*** Material provided

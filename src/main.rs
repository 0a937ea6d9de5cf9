fn main() {
    if let Err(err) = service_report_loader::run() {
        eprintln!("error: {err:#}");
        std::process::exit(1);
    }
}
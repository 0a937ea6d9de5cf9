//! The typed row of the service report table.

use anyhow::{Context, Result, anyhow};
use chrono::NaiveDate;
use serde::{Deserialize, Serialize};

use crate::{
    data::{Value, parse_typed_value},
    fields::{CanonicalSchema, Field},
};

#[derive(Debug, Clone, PartialEq, Serialize, Deserialize)]
pub struct ServiceRecord {
    #[serde(rename = "CreatDate")]
    pub creat_date: Option<NaiveDate>,
    #[serde(rename = "UserServiceId")]
    pub user_service_id: i64,
    #[serde(rename = "Creator")]
    pub creator: Option<String>,
    #[serde(rename = "ServiceName")]
    pub service_name: Option<String>,
    #[serde(rename = "Username")]
    pub username: Option<String>,
    #[serde(rename = "ServiceStatus")]
    pub service_status: Option<String>,
    #[serde(rename = "ServicePrice")]
    pub service_price: Option<f64>,
    #[serde(rename = "Package")]
    pub package: Option<f64>,
    #[serde(rename = "StartDate")]
    pub start_date: Option<String>,
    #[serde(rename = "EndDate")]
    pub end_date: Option<String>,
}

impl ServiceRecord {
    /// A record carrying only its identifier; every other column is null.
    pub fn new(user_service_id: i64) -> Self {
        Self {
            creat_date: None,
            user_service_id,
            creator: None,
            service_name: None,
            username: None,
            service_status: None,
            service_price: None,
            package: None,
            start_date: None,
            end_date: None,
        }
    }

    pub fn value(&self, field: Field) -> Option<Value> {
        match field {
            Field::CreatDate => self.creat_date.map(Value::Date),
            Field::UserServiceId => Some(Value::Integer(self.user_service_id)),
            Field::Creator => self.creator.clone().map(Value::String),
            Field::ServiceName => self.service_name.clone().map(Value::String),
            Field::Username => self.username.clone().map(Value::String),
            Field::ServiceStatus => self.service_status.clone().map(Value::String),
            Field::ServicePrice => self.service_price.map(Value::Float),
            Field::Package => self.package.map(Value::Float),
            Field::StartDate => self.start_date.clone().map(Value::String),
            Field::EndDate => self.end_date.clone().map(Value::String),
        }
    }

    /// Nulls one column. The identifier cannot be cleared.
    pub fn clear(&mut self, field: Field) {
        match field {
            Field::CreatDate => self.creat_date = None,
            Field::UserServiceId => {}
            Field::Creator => self.creator = None,
            Field::ServiceName => self.service_name = None,
            Field::Username => self.username = None,
            Field::ServiceStatus => self.service_status = None,
            Field::ServicePrice => self.service_price = None,
            Field::Package => self.package = None,
            Field::StartDate => self.start_date = None,
            Field::EndDate => self.end_date = None,
        }
    }

    /// Renders the record in schema order; nulls become empty cells.
    pub fn to_row(&self, schema: &CanonicalSchema) -> Vec<String> {
        schema
            .fields()
            .iter()
            .map(|field| {
                self.value(*field)
                    .map(|value| value.as_display())
                    .unwrap_or_default()
            })
            .collect()
    }

    pub fn from_row(schema: &CanonicalSchema, row: &[String]) -> Result<Self> {
        let mut record = ServiceRecord::new(0);
        let mut saw_id = false;
        for (idx, field) in schema.fields().iter().enumerate() {
            let raw = row.get(idx).map(|s| s.as_str()).unwrap_or("");
            let value = parse_typed_value(raw, field.column_type())
                .with_context(|| format!("Column '{field}'"))?;
            match (field, value) {
                (_, None) => {}
                (Field::CreatDate, Some(Value::Date(date))) => record.creat_date = Some(date),
                (Field::UserServiceId, Some(Value::Integer(id))) => {
                    record.user_service_id = id;
                    saw_id = true;
                }
                (Field::ServicePrice, Some(Value::Float(v))) => record.service_price = Some(v),
                (Field::Package, Some(Value::Float(v))) => record.package = Some(v),
                (Field::Creator, Some(Value::String(s))) => record.creator = Some(s),
                (Field::ServiceName, Some(Value::String(s))) => record.service_name = Some(s),
                (Field::Username, Some(Value::String(s))) => record.username = Some(s),
                (Field::ServiceStatus, Some(Value::String(s))) => record.service_status = Some(s),
                (Field::StartDate, Some(Value::String(s))) => record.start_date = Some(s),
                (Field::EndDate, Some(Value::String(s))) => record.end_date = Some(s),
                (field, Some(other)) => {
                    return Err(anyhow!("Column '{field}' cannot hold value {other:?}"));
                }
            }
        }
        if !saw_id {
            return Err(anyhow!("Row is missing its UserServiceId"));
        }
        Ok(record)
    }
}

******

What the exercise asks: Write out the data above again, word for word.

Output for this exercise:
filename src/main.rs
repository 0a937ea6d9de5cf9
fn main() {
    if let Err(err) = service_report_loader::run() {
        eprintln!("error: {err:#}");
        std::process::exit(1);
    }
}
repository 0a937ea6d9de5cf9
//! The typed row of the service report table.

use anyhow::{Context, Result, anyhow};
use chrono::NaiveDate;
use serde::{Deserialize, Serialize};

use crate::{
    data::{Value, parse_typed_value},
    fields::{CanonicalSchema, Field},
};

#[derive(Debug, Clone, PartialEq, Serialize, Deserialize)]
pub struct ServiceRecord {
    #[serde(rename = "CreatDate")]
    pub creat_date: Option<NaiveDate>,
    #[serde(rename = "UserServiceId")]
    pub user_service_id: i64,
    #[serde(rename = "Creator")]
    pub creator: Option<String>,
    #[serde(rename = "ServiceName")]
    pub service_name: Option<String>,
    #[serde(rename = "Username")]
    pub username: Option<String>,
    #[serde(rename = "ServiceStatus")]
    pub service_status: Option<String>,
    #[serde(rename = "ServicePrice")]
    pub service_price: Option<f64>,
    #[serde(rename = "Package")]
    pub package: Option<f64>,
    #[serde(rename = "StartDate")]
    pub start_date: Option<String>,
    #[serde(rename = "EndDate")]
    pub end_date: Option<String>,
}

impl ServiceRecord {
    /// A record carrying only its identifier; every other column is null.
    pub fn new(user_service_id: i64) -> Self {
        Self {
            creat_date: None,
            user_service_id,
            creator: None,
            service_name: None,
            username: None,
            service_status: None,
            service_price: None,
            package: None,
            start_date: None,
            end_date: None,
        }
    }

    pub fn value(&self, field: Field) -> Option<Value> {
        match field {
            Field::CreatDate => self.creat_date.map(Value::Date),
            Field::UserServiceId => Some(Value::Integer(self.user_service_id)),
            Field::Creator => self.creator.clone().map(Value::String),
            Field::ServiceName => self.service_name.clone().map(Value::String),
            Field::Username => self.username.clone().map(Value::String),
            Field::ServiceStatus => self.service_status.clone().map(Value::String),
            Field::ServicePrice => self.service_price.map(Value::Float),
            Field::Package => self.package.map(Value::Float),
            Field::StartDate => self.start_date.clone().map(Value::String),
            Field::EndDate => self.end_date.clone().map(Value::String),
        }
    }

    /// Nulls one column. The identifier cannot be cleared.
    pub fn clear(&mut self, field: Field) {
        match field {
            Field::CreatDate => self.creat_date = None,
            Field::UserServiceId => {}
            Field::Creator => self.creator = None,
            Field::ServiceName => self.service_name = None,
            Field::Username => self.username = None,
            Field::ServiceStatus => self.service_status = None,
            Field::ServicePrice => self.service_price = None,
            Field::Package => self.package = None,
            Field::StartDate => self.start_date = None,
            Field::EndDate => self.end_date = None,
        }
    }

    /// Renders the record in schema order; nulls become empty cells.
    pub fn to_row(&self, schema: &CanonicalSchema) -> Vec<String> {
        schema
            .fields()
            .iter()
            .map(|field| {
                self.value(*field)
                    .map(|value| value.as_display())
                    .unwrap_or_default()
            })
            .collect()
    }

    pub fn from_row(schema: &CanonicalSchema, row: &[String]) -> Result<Self> {
        let mut record = ServiceRecord::new(0);
        let mut saw_id = false;
        for (idx, field) in schema.fields().iter().enumerate() {
            let raw = row.get(idx).map(|s| s.as_str()).unwrap_or("");
            let value = parse_typed_value(raw, field.column_type())
                .with_context(|| format!("Column '{field}'"))?;
            match (field, value) {
                (_, None) => {}
                (Field::CreatDate, Some(Value::Date(date))) => record.creat_date = Some(date),
                (Field::UserServiceId, Some(Value::Integer(id))) => {
                    record.user_service_id = id;
                    saw_id = true;
                }
                (Field::ServicePrice, Some(Value::Float(v))) => record.service_price = Some(v),
                (Field::Package, Some(Value::Float(v))) => record.package = Some(v),
                (Field::Creator, Some(Value::String(s))) => record.creator = Some(s),
                (Field::ServiceName, Some(Value::String(s))) => record.service_name = Some(s),
                (Field::Username, Some(Value::String(s))) => record.username = Some(s),
                (Field::ServiceStatus, Some(Value::String(s))) => record.service_status = Some(s),
                (Field::StartDate, Some(Value::String(s))) => record.start_date = Some(s),
                (Field::EndDate, Some(Value::String(s))) => record.end_date = Some(s),
                (field, Some(other)) => {
                    return Err(anyhow!("Column '{field}' cannot hold value {other:?}"));
                }
            }
        }
        if !saw_id {
            return Err(anyhow!("Row is missing its UserServiceId"));
        }
        Ok(record)
    }
}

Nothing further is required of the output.